Goretti Donaire

Personal information
- Full name: Goretti Donaire Patón
- Date of birth: 17 August 1982 (age 43)
- Place of birth: Barcelona, Spain
- Height: 1.63 m (5 ft 4 in)
- Position: Striker

Senior career*
- Years: Team / Apps / (Gls)
- 1999–2001: Barcelona
- 2001–2005: Espanyol
- 2005–2006: Barcelona /  / (6)
- 2006–2009: Levante / 76 / (41)
- 2009–2011: L'Estartit / 44 / (14)

= Goretti Donaire =

Spanish footballer (born 1982)

Goretti Donaire Patón (born 17 August 1982), often known as Goretti, is a Spanish former footballer who played as a midfielder or forward. Throughout her career she played in Spain's Superliga Femenina for Espanyol, Barcelona, Levante and L'Estartit, winning one league title with Levante.

==Career==
Goretti's career started with Barcelona in the 1999–2000 season. Later in her career, with Levante, Goretti won the 2006–07 Superliga title. In September 2011, it was announced that Goretti had left L'Estartit and retired from football.

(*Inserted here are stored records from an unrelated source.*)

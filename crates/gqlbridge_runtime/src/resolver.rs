//! Resolver system.
//!
//! This module provides the resolver trait and infrastructure for field resolution.

use crate::context::Context;
use crate::error::PathSegment;
use rustc_hash::FxHashMap;
use serde_json::{Map, Value};
use std::fmt::Debug;
use std::future::Future;
use std::pin::Pin;
use std::sync::Arc;

/// Arguments passed to a resolver, already coerced to their declared types.
#[derive(Debug, Clone, Default)]
pub struct ResolverArgs {
    args: Map<String, Value>,
}

impl ResolverArgs {
    /// Creates new resolver args.
    pub fn new() -> Self {
        Self::default()
    }

    /// Creates resolver args from a coerced argument map.
    pub fn from_map(args: Map<String, Value>) -> Self {
        Self { args }
    }

    /// Gets an argument by name.
    pub fn get(&self, name: &str) -> Option<&Value> {
        self.args.get(name)
    }

    /// Gets an argument as a specific type.
    pub fn get_as<T: serde::de::DeserializeOwned>(&self, name: &str) -> Option<T> {
        self.args
            .get(name)
            .and_then(|v| serde_json::from_value(v.clone()).ok())
    }

    /// Gets a required argument, returning an error if not found.
    pub fn require<T: serde::de::DeserializeOwned>(&self, name: &str) -> Result<T, ResolverError> {
        self.args
            .get(name)
            .ok_or_else(|| ResolverError::MissingArgument(name.to_string()))
            .and_then(|v| {
                serde_json::from_value(v.clone())
                    .map_err(|e| ResolverError::ArgumentParse(name.to_string(), e.to_string()))
            })
    }

    /// Returns all arguments.
    pub fn all(&self) -> &Map<String, Value> {
        &self.args
    }

    /// Returns true if empty.
    pub fn is_empty(&self) -> bool {
        self.args.is_empty()
    }

    /// Sets an argument.
    pub fn set(&mut self, name: impl Into<String>, value: Value) {
        self.args.insert(name.into(), value);
    }
}

/// Info about the field being resolved.
#[derive(Debug, Clone)]
pub struct ResolverInfo {
    /// The field name being resolved.
    pub field_name: String,

    /// The return type, as written in the schema (`[User!]`).
    pub return_type: String,

    /// The parent type name.
    pub parent_type: String,

    /// Path to this field.
    pub path: Vec<PathSegment>,

    /// Response keys selected below this field.
    pub selected_fields: Vec<String>,
}

impl ResolverInfo {
    /// Creates new resolver info.
    pub fn new(field_name: impl Into<String>, parent_type: impl Into<String>) -> Self {
        Self {
            field_name: field_name.into(),
            return_type: String::new(),
            parent_type: parent_type.into(),
            path: Vec::new(),
            selected_fields: Vec::new(),
        }
    }

    /// Sets the return type.
    #[must_use]
    pub fn with_return_type(mut self, ty: impl Into<String>) -> Self {
        self.return_type = ty.into();
        self
    }

    /// Sets the path.
    #[must_use]
    pub fn with_path(mut self, path: Vec<PathSegment>) -> Self {
        self.path = path;
        self
    }

    /// Sets the selected fields.
    #[must_use]
    pub fn with_selected_fields(mut self, fields: Vec<String>) -> Self {
        self.selected_fields = fields;
        self
    }
}

/// Result type for resolvers.
pub type ResolverResult = Result<Value, ResolverError>;

/// Future type for async resolvers.
pub type ResolverFuture<'a> = Pin<Box<dyn Future<Output = ResolverResult> + Send + 'a>>;

/// Error from a resolver. Its message becomes the field error's message.
#[derive(Debug, Clone, PartialEq, Eq, thiserror::Error)]
pub enum ResolverError {
    /// The parent value cannot have fields.
    #[error("Field not found: {0}")]
    FieldNotFound(String),

    /// Missing required argument.
    #[error("Missing required argument: {0}")]
    MissingArgument(String),

    /// Argument parse error.
    #[error("Failed to parse argument '{0}': {1}")]
    ArgumentParse(String, String),

    /// Custom error.
    #[error("{0}")]
    Custom(String),

    /// Internal error.
    #[error("Internal error: {0}")]
    Internal(String),
}

impl ResolverError {
    /// Creates a custom error with a client-facing message.
    pub fn custom(message: impl Into<String>) -> Self {
        Self::Custom(message.into())
    }
}

/// Trait for field resolvers.
pub trait Resolver: Send + Sync {
    /// Resolves a field value.
    fn resolve<'a>(
        &'a self,
        parent: &'a Value,
        args: &'a ResolverArgs,
        ctx: &'a Context,
        info: &'a ResolverInfo,
    ) -> ResolverFuture<'a>;
}

/// A boxed resolver.
pub type BoxedResolver = Box<dyn Resolver>;

/// A sync resolver function.
pub type SyncResolverFn =
    Arc<dyn Fn(&Value, &ResolverArgs, &Context, &ResolverInfo) -> ResolverResult + Send + Sync>;

/// A wrapper for sync resolver functions.
pub struct FnResolver {
    func: SyncResolverFn,
}

impl FnResolver {
    /// Creates a new function resolver.
    pub fn new<F>(f: F) -> Self
    where
        F: Fn(&Value, &ResolverArgs, &Context, &ResolverInfo) -> ResolverResult
            + Send
            + Sync
            + 'static,
    {
        Self { func: Arc::new(f) }
    }
}

impl Resolver for FnResolver {
    fn resolve<'a>(
        &'a self,
        parent: &'a Value,
        args: &'a ResolverArgs,
        ctx: &'a Context,
        info: &'a ResolverInfo,
    ) -> ResolverFuture<'a> {
        let result = (self.func)(parent, args, ctx, info);
        Box::pin(async move { result })
    }
}

/// An async resolver function type.
pub type AsyncResolverFn = Arc<
    dyn Fn(Value, ResolverArgs, Context, ResolverInfo) -> ResolverFuture<'static> + Send + Sync,
>;

/// A wrapper for async resolver functions.
pub struct AsyncFnResolver {
    func: AsyncResolverFn,
}

impl AsyncFnResolver {
    /// Creates a new async function resolver.
    pub fn new<F, Fut>(f: F) -> Self
    where
        F: Fn(Value, ResolverArgs, Context, ResolverInfo) -> Fut + Send + Sync + 'static,
        Fut: Future<Output = ResolverResult> + Send + 'static,
    {
        Self {
            func: Arc::new(move |parent, args, ctx, info| Box::pin(f(parent, args, ctx, info))),
        }
    }
}

impl Resolver for AsyncFnResolver {
    fn resolve<'a>(
        &'a self,
        parent: &'a Value,
        args: &'a ResolverArgs,
        ctx: &'a Context,
        info: &'a ResolverInfo,
    ) -> ResolverFuture<'a> {
        (self.func)(parent.clone(), args.clone(), ctx.clone(), info.clone())
    }
}

/// Default resolver that reads properties from the parent object.
pub struct DefaultResolver;

impl Resolver for DefaultResolver {
    fn resolve<'a>(
        &'a self,
        parent: &'a Value,
        _args: &'a ResolverArgs,
        _ctx: &'a Context,
        info: &'a ResolverInfo,
    ) -> ResolverFuture<'a> {
        let field_name = &info.field_name;
        let result = match parent {
            Value::Object(map) => Ok(map
                .get(field_name)
                .or_else(|| map.get(&to_snake_case(field_name)))
                .cloned()
                .unwrap_or(Value::Null)),
            Value::Null => Ok(Value::Null),
            _ => Err(ResolverError::FieldNotFound(field_name.clone())),
        };
        Box::pin(async move { result })
    }
}

/// Converts camelCase to snake_case.
fn to_snake_case(s: &str) -> String {
    let mut result = String::with_capacity(s.len() + 4);
    for (i, c) in s.chars().enumerate() {
        if c.is_uppercase() {
            if i > 0 {
                result.push('_');
            }
            result.extend(c.to_lowercase());
        } else {
            result.push(c);
        }
    }
    result
}

/// Storage for resolvers organized by type and field.
pub struct ResolverMap {
    /// Resolvers indexed by type name, then field name.
    resolvers: FxHashMap<String, FxHashMap<String, BoxedResolver>>,

    /// Default resolver for unregistered fields.
    default_resolver: Option<BoxedResolver>,
}

impl Default for ResolverMap {
    fn default() -> Self {
        Self::new()
    }
}

impl ResolverMap {
    /// Creates a new resolver map that falls back to [`DefaultResolver`].
    pub fn new() -> Self {
        Self {
            resolvers: FxHashMap::default(),
            default_resolver: Some(Box::new(DefaultResolver)),
        }
    }

    /// Registers a resolver for a specific type and field.
    pub fn register<R: Resolver + 'static>(
        &mut self,
        type_name: impl Into<String>,
        field_name: impl Into<String>,
        resolver: R,
    ) {
        self.resolvers
            .entry(type_name.into())
            .or_default()
            .insert(field_name.into(), Box::new(resolver));
    }

    /// Registers a sync function as a resolver.
    pub fn register_fn<F>(
        &mut self,
        type_name: impl Into<String>,
        field_name: impl Into<String>,
        f: F,
    ) where
        F: Fn(&Value, &ResolverArgs, &Context, &ResolverInfo) -> ResolverResult
            + Send
            + Sync
            + 'static,
    {
        self.register(type_name, field_name, FnResolver::new(f));
    }

    /// Registers an async function as a resolver.
    pub fn register_async<F, Fut>(
        &mut self,
        type_name: impl Into<String>,
        field_name: impl Into<String>,
        f: F,
    ) where
        F: Fn(Value, ResolverArgs, Context, ResolverInfo) -> Fut + Send + Sync + 'static,
        Fut: Future<Output = ResolverResult> + Send + 'static,
    {
        self.register(type_name, field_name, AsyncFnResolver::new(f));
    }

    /// Gets a resolver for a type and field, falling back to the default.
    pub fn get(&self, type_name: &str, field_name: &str) -> Option<&dyn Resolver> {
        self.resolvers
            .get(type_name)
            .and_then(|fields| fields.get(field_name))
            .or(self.default_resolver.as_ref())
            .map(|r| r.as_ref())
    }

    /// Returns true if a resolver was registered for this exact field.
    pub fn contains(&self, type_name: &str, field_name: &str) -> bool {
        self.resolvers
            .get(type_name)
            .is_some_and(|fields| fields.contains_key(field_name))
    }

    /// Sets the default resolver.
    pub fn set_default<R: Resolver + 'static>(&mut self, resolver: R) {
        self.default_resolver = Some(Box::new(resolver));
    }

    /// Removes the default resolver. Fields without a registered resolver
    /// then fail with a field error.
    pub fn remove_default(&mut self) {
        self.default_resolver = None;
    }

    /// Returns the number of registered resolvers.
    pub fn len(&self) -> usize {
        self.resolvers.values().map(FxHashMap::len).sum()
    }

    /// Returns true if no resolver was registered.
    pub fn is_empty(&self) -> bool {
        self.len() == 0
    }
}

impl Debug for ResolverMap {
    fn fmt(&self, f: &mut std::fmt::Formatter<'_>) -> std::fmt::Result {
        f.debug_struct("ResolverMap")
            .field("resolver_count", &self.len())
            .field("has_default", &self.default_resolver.is_some())
            .finish()
    }
}

#[cfg(test)]
mod tests {
    use super::*;

    #[test]
    fn test_resolver_args() {
        let mut args = ResolverArgs::new();
        args.set("id", serde_json::json!(123));
        args.set("name", serde_json::json!("test"));

        assert_eq!(args.get_as::<i64>("id"), Some(123));
        assert_eq!(args.get_as::<String>("name"), Some("test".to_string()));
        assert_eq!(args.get_as::<i64>("missing"), None);
        assert_eq!(
            args.require::<i64>("missing").unwrap_err().to_string(),
            "Missing required argument: missing"
        );
    }

    #[test]
    fn test_to_snake_case() {
        assert_eq!(to_snake_case("firstName"), "first_name");
        assert_eq!(to_snake_case("id"), "id");
        assert_eq!(to_snake_case("ID"), "i_d");
    }

    #[tokio::test]
    async fn test_default_resolver() {
        let resolver = DefaultResolver;
        let parent = serde_json::json!({"name": "Alice", "created_at": 30});
        let args = ResolverArgs::new();
        let ctx = Context::new();

        let info = ResolverInfo::new("name", "User");
        let result = resolver.resolve(&parent, &args, &ctx, &info).await;
        assert_eq!(result.unwrap(), serde_json::json!("Alice"));

        let info = ResolverInfo::new("createdAt", "User");
        let result = resolver.resolve(&parent, &args, &ctx, &info).await;
        assert_eq!(result.unwrap(), serde_json::json!(30));
    }

    #[tokio::test]
    async fn test_default_resolver_on_scalar_parent() {
        let parent = serde_json::json!(5);
        let args = ResolverArgs::new();
        let ctx = Context::new();
        let info = ResolverInfo::new("name", "User");

        let result = DefaultResolver.resolve(&parent, &args, &ctx, &info).await;
        assert_eq!(
            result.unwrap_err(),
            ResolverError::FieldNotFound("name".to_string())
        );
    }

    #[tokio::test]
    async fn test_fn_resolver() {
        let resolver = FnResolver::new(|_parent, args, _ctx, _info| {
            let id: i64 = args.require("id")?;
            Ok(serde_json::json!({"id": id, "name": "User"}))
        });

        let parent = serde_json::json!({});
        let mut args = ResolverArgs::new();
        args.set("id", serde_json::json!(42));
        let ctx = Context::new();
        let info = ResolverInfo::new("user", "Query");

        let result = resolver.resolve(&parent, &args, &ctx, &info).await;
        assert_eq!(
            result.unwrap(),
            serde_json::json!({"id": 42, "name": "User"})
        );
    }

    #[tokio::test]
    async fn test_async_resolver_reads_context() {
        let mut map = ResolverMap::new();
        map.register_async("Query", "whoami", |_parent, _args, ctx, _info| async move {
            ctx.get::<String>("user")
                .map(serde_json::Value::from)
                .ok_or_else(|| ResolverError::custom("not signed in"))
        });

        let resolver = map.get("Query", "whoami").unwrap();
        let parent = serde_json::Value::Null;
        let args = ResolverArgs::new();
        let info = ResolverInfo::new("whoami", "Query");

        let ctx = Context::new().with("user", "ada");
        let result = resolver.resolve(&parent, &args, &ctx, &info).await;
        assert_eq!(result.unwrap(), serde_json::json!("ada"));

        let empty = Context::new();
        let result = resolver.resolve(&parent, &args, &empty, &info).await;
        assert_eq!(result.unwrap_err().to_string(), "not signed in");
    }

    #[tokio::test]
    async fn test_resolver_map_default_fallback() {
        let mut map = ResolverMap::new();
        map.register_fn("Query", "hello", |_parent, _args, _ctx, _info| {
            Ok(serde_json::json!("Hello, World!"))
        });
        assert!(map.contains("Query", "hello"));
        assert!(!map.contains("User", "name"));
        assert_eq!(map.len(), 1);

        let resolver = map.get("User", "name").unwrap();
        let parent = serde_json::json!({"name": "Bob"});
        let args = ResolverArgs::new();
        let ctx = Context::new();
        let info = ResolverInfo::new("name", "User");

        let result = resolver.resolve(&parent, &args, &ctx, &info).await;
        assert_eq!(result.unwrap(), serde_json::json!("Bob"));

        map.remove_default();
        assert!(map.get("User", "name").is_none());
    }
}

For L'Estartit, Goretti scored 14 goals in 44 appearances.

==Personal life==
In an interview with Marca in 2010, Goretti announced that she was working on examinations to join Mossos d'Esquadra, the Catalan police force. In the same interview, she explained that this was because top-level Spanish female footballers struggle to earn enough money to live on playing football alone. In 2017, she was one of 52 current and former Barcelona players inducted into the Barça Players Association, aimed at recognising the most significant female footballers in Barcelona's history.